Dairy processors have blocked engagement with a farming union following a spat about failure to pass on gains to farmers.
The Ulster Farmers’ Union have described dairy processors’ plans to block future engagement with them as ‘bizarre’ after criticising them for failing to pass on financial gains to dairy farmers, who are currently struggling.
UFU deputy president, Ivor Ferguson said dairy processors did not understand how angry farmers feel.
After more than 18 months of struggling with prices below the cost of production, the union criticised the failure of processors to pass on better milk market returns to farmers.
Dairy UK and Dale Farm then said it planned to block future engagement with the union, with Dale Farm Group CEO Nick Whelan saying he was surprised with the tone used.
“Far from refusing to engage with that organisation, I made it an early priority to meet UFU leaders and brief them on Dale Farm’s intention to significantly increase the price we can pay to our members over the coming months, as the market delivered,” Mr Whelan said.
Mr Ferguson then said farmers are right to demand that processors ‘dig deeper’ to give them the full benefit of the fall in the value of sterling and improving global markets.
“If they cannot do so, they need to explain to their members why this is the case and also when they can expect to see price increases. For the organisation that represents processors to respond to criticism by refusing to engage with the body that represents their farmer suppliers is, quite frankly, childish posturing,” he said.
Dairy UK (NI) has claimed that the UFU’s criticism of their members was ‘unhelpful and unjustified’.
An angry Mr Ferguson said: “I have to tell them we are not there to be helpful to processors. We are there to help farmers, and their action is evidence that processors do not understand the financial pain and angry mood of the farmers that supply the milk that keeps them in business.

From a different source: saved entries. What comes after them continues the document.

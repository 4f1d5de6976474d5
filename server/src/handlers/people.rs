use axum::{
    extract::{Path, State},
    http::StatusCode,
    Json,
};
use tibasasa_core::{AppointmentSummary, Doctor, Patient};
use uuid::Uuid;

use super::{in_session, ApiError};
use crate::models::{Listing, RegisterDoctor, RegisterPatient};
use crate::state::AppState;

fn registered_status(is_new: bool) -> StatusCode {
    if is_new {
        StatusCode::CREATED
    } else {
        StatusCode::OK
    }
}

/// GET /sessions/:sid/patients
pub async fn list_patients(
    State(state): State<AppState>,
    Path(session_id): Path<Uuid>,
) -> Result<Json<Listing<Patient>>, ApiError> {
    let patients = in_session(&state, session_id, |s| {
        s.store.patients().cloned().collect::<Vec<_>>()
    })?;
    tracing::debug!("✓ Listed {} patients", patients.len());
    Ok(Json(patients.into()))
}

/// POST /sessions/:sid/patients
/// Register a patient; an existing id is updated in place
pub async fn register_patient(
    State(state): State<AppState>,
    Path(session_id): Path<Uuid>,
    Json(req): Json<RegisterPatient>,
) -> Result<(StatusCode, Json<Patient>), ApiError> {
    let patient_id = req.patient_id.clone();
    let (is_new, patient) = in_session(&state, session_id, |s| {
        let is_new = s.store.register_patient(req.into());
        (is_new, s.store.patient(&patient_id).cloned())
    })?;
    let patient = patient.ok_or_else(|| {
        ApiError::not_found(
            format!("Patient with ID {} not found", patient_id),
            format!("Patient/{}", patient_id),
        )
    })?;

    tracing::info!("✓ Patient registered: {}", patient_id);
    Ok((registered_status(is_new), Json(patient)))
}

/// GET /sessions/:sid/patients/:id
pub async fn get_patient(
    State(state): State<AppState>,
    Path((session_id, patient_id)): Path<(Uuid, String)>,
) -> Result<Json<Patient>, ApiError> {
    in_session(&state, session_id, |s| s.store.patient(&patient_id).cloned())?
        .map(Json)
        .ok_or_else(|| {
            ApiError::not_found(
                format!("Patient with ID {} not found", patient_id),
                format!("Patient/{}", patient_id),
            )
        })
}

/// GET /sessions/:sid/patients/:id/appointments
pub async fn get_patient_appointments(
    State(state): State<AppState>,
    Path((session_id, patient_id)): Path<(Uuid, String)>,
) -> Result<Json<Listing<AppointmentSummary>>, ApiError> {
    let rows = in_session(&state, session_id, |s| s.patient_schedule(&patient_id))??;
    Ok(Json(rows.into()))
}

/// GET /sessions/:sid/doctors
pub async fn list_doctors(
    State(state): State<AppState>,
    Path(session_id): Path<Uuid>,
) -> Result<Json<Listing<Doctor>>, ApiError> {
    let doctors = in_session(&state, session_id, |s| {
        s.store.doctors().cloned().collect::<Vec<_>>()
    })?;
    tracing::debug!("✓ Listed {} doctors", doctors.len());
    Ok(Json(doctors.into()))
}

/// POST /sessions/:sid/doctors
pub async fn register_doctor(
    State(state): State<AppState>,
    Path(session_id): Path<Uuid>,
    Json(req): Json<RegisterDoctor>,
) -> Result<(StatusCode, Json<Doctor>), ApiError> {
    let doctor_id = req.doctor_id.clone();
    let (is_new, doctor) = in_session(&state, session_id, |s| {
        let is_new = s.store.register_doctor(req.into());
        (is_new, s.store.doctor(&doctor_id).cloned())
    })?;
    let doctor = doctor.ok_or_else(|| {
        ApiError::not_found(
            format!("Doctor with ID {} not found", doctor_id),
            format!("Doctor/{}", doctor_id),
        )
    })?;

    tracing::info!("✓ Doctor registered: {}", doctor_id);
    Ok((registered_status(is_new), Json(doctor)))
}

/// GET /sessions/:sid/doctors/:id
pub async fn get_doctor(
    State(state): State<AppState>,
    Path((session_id, doctor_id)): Path<(Uuid, String)>,
) -> Result<Json<Doctor>, ApiError> {
    in_session(&state, session_id, |s| s.store.doctor(&doctor_id).cloned())?
        .map(Json)
        .ok_or_else(|| {
            ApiError::not_found(
                format!("Doctor with ID {} not found", doctor_id),
                format!("Doctor/{}", doctor_id),
            )
        })
}

/// GET /sessions/:sid/doctors/:id/appointments
pub async fn get_doctor_appointments(
    State(state): State<AppState>,
    Path((session_id, doctor_id)): Path<(Uuid, String)>,
) -> Result<Json<Listing<AppointmentSummary>>, ApiError> {
    let rows = in_session(&state, session_id, |s| s.doctor_schedule(&doctor_id))??;
    Ok(Json(rows.into()))
}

“If Dairy UK (NI) believes our criticism is unjustified that is a different matter, but in a rational business world people debate their differences. They do not simply walk away.”
He added that in criticising processors the UFU was responding to concerns raised by many dairy farmer members supplying all dairy processors.
The UFU deputy president said Dale Farm had also decided not to engage with the UFU.
“That is their choice, but as a farmer owned cooperative, I hope they are aware that many of their members are also members of the UFU.
“These producers have been pushing for us to take a tougher line – and I would urge them to make clear to Dale Farm that blocking engagement with the organisation that represents farmers is the wrong stance for any cooperative,” said Mr Ferguson.
The UFU has confirmed it will not be attending the milk meeting in Cookstown, but has said the fact that it is happening and also that many producers are considering sending their milk to processors operating in Great Britain is further evidence of the hurt and anger felt by dairy farmers across Northern Ireland.
“Farmers see dairy commodity prices rising, in some cases to record levels, while milk production is falling, yet our dairy farmers are still receiving a base price below the cost of production,” said Mr Ferguson.